━━━ Material for the task ━━━
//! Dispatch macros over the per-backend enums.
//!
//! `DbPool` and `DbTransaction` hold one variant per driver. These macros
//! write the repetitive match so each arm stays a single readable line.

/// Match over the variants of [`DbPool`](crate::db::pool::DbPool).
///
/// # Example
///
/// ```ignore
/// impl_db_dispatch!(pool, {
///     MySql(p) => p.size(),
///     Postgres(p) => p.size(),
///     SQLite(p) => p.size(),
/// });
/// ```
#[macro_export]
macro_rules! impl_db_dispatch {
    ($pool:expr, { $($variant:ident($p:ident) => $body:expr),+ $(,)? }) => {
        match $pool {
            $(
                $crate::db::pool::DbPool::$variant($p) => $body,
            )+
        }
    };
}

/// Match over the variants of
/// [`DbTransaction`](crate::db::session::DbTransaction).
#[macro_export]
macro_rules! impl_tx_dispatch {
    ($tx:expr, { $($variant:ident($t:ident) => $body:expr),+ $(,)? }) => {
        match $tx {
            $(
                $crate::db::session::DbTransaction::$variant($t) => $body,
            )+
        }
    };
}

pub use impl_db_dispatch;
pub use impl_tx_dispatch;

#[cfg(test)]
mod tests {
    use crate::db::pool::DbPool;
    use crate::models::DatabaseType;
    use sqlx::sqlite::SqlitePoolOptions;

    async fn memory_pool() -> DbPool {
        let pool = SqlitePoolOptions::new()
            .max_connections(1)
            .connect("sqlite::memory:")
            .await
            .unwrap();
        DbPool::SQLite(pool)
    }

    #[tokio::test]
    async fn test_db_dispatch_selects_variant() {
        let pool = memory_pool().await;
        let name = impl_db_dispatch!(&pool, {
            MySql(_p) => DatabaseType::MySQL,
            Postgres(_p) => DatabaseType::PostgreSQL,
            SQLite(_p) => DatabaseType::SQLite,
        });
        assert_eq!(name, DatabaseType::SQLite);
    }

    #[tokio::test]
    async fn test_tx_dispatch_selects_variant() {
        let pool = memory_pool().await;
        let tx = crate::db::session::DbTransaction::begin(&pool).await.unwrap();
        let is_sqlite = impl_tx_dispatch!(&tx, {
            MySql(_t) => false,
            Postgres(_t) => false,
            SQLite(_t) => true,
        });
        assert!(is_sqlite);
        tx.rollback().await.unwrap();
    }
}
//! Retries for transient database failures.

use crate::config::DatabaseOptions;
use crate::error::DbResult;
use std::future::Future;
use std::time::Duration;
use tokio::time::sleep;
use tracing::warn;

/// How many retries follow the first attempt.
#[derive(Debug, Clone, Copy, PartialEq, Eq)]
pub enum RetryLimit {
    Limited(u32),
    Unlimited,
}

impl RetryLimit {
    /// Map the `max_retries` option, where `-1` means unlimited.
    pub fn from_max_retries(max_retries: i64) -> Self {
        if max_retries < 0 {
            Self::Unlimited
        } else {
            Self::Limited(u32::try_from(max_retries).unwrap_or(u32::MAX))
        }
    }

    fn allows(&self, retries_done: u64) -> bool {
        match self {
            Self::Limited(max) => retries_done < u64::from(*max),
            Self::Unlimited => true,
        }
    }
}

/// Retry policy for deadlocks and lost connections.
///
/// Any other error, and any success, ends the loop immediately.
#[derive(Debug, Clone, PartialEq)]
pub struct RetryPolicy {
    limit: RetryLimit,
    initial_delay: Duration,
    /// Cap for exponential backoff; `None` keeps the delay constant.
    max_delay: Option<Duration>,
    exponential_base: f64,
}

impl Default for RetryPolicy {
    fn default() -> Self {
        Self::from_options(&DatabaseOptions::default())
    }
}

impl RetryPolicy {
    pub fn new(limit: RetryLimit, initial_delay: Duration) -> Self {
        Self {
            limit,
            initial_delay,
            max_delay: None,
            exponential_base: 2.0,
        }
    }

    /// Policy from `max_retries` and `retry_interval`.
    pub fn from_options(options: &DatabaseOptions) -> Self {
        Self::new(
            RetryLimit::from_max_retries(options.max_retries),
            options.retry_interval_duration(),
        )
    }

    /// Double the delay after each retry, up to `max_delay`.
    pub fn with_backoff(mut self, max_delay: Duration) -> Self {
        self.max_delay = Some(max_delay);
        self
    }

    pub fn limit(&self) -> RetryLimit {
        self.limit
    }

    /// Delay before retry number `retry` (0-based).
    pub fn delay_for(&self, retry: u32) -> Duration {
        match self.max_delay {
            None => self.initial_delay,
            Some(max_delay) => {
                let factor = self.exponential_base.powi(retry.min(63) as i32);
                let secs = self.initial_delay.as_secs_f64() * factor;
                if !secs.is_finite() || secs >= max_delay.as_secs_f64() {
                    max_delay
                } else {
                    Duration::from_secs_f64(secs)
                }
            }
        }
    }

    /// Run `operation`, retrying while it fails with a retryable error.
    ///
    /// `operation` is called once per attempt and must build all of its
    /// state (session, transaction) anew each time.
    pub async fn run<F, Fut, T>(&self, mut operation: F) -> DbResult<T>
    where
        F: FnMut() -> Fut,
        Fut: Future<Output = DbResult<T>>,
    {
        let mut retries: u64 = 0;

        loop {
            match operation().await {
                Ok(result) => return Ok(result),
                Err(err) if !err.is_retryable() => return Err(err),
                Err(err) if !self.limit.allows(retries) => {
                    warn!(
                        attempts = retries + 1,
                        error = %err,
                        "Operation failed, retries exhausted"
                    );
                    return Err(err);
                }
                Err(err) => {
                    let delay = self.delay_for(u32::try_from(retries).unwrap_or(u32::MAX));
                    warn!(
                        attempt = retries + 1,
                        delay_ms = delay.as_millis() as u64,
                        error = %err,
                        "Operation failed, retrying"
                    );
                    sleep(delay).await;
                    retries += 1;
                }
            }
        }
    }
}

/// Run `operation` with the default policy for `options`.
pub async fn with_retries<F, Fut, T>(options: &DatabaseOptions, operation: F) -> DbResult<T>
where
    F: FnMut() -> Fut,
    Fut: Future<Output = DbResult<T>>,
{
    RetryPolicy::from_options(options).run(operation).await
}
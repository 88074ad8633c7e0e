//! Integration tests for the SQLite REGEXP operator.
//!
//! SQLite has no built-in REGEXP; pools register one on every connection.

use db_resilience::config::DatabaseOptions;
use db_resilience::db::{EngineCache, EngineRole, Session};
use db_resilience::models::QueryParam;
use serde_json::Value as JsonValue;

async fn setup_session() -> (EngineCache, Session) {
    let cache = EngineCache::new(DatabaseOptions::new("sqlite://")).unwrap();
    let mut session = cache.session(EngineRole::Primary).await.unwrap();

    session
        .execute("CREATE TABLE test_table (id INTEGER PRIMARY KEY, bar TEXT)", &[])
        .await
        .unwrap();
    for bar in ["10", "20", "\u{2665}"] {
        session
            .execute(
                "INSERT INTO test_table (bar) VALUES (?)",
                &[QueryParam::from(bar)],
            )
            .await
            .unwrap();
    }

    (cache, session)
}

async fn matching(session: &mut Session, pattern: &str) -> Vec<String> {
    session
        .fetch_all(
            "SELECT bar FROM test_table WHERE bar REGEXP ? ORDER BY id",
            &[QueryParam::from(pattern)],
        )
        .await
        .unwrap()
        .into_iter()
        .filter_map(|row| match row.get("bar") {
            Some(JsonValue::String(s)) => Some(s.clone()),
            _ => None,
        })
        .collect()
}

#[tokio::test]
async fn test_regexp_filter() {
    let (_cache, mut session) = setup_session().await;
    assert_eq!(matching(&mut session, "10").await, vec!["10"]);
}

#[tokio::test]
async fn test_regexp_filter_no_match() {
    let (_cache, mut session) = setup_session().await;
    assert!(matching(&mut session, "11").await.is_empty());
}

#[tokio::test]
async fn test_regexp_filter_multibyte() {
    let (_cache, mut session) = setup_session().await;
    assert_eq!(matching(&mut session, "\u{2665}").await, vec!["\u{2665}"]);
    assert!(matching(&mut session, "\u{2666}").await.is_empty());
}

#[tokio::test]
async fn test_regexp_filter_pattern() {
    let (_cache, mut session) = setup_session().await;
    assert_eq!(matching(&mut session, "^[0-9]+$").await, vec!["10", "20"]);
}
━━━
§ **Work required**
Pull out every line of the records above that contains the word "each".

§ **Result for this exercise**
//! write the repetitive match so each arm stays a single readable line.
    /// Double the delay after each retry, up to `max_delay`.
    /// state (session, transaction) anew each time.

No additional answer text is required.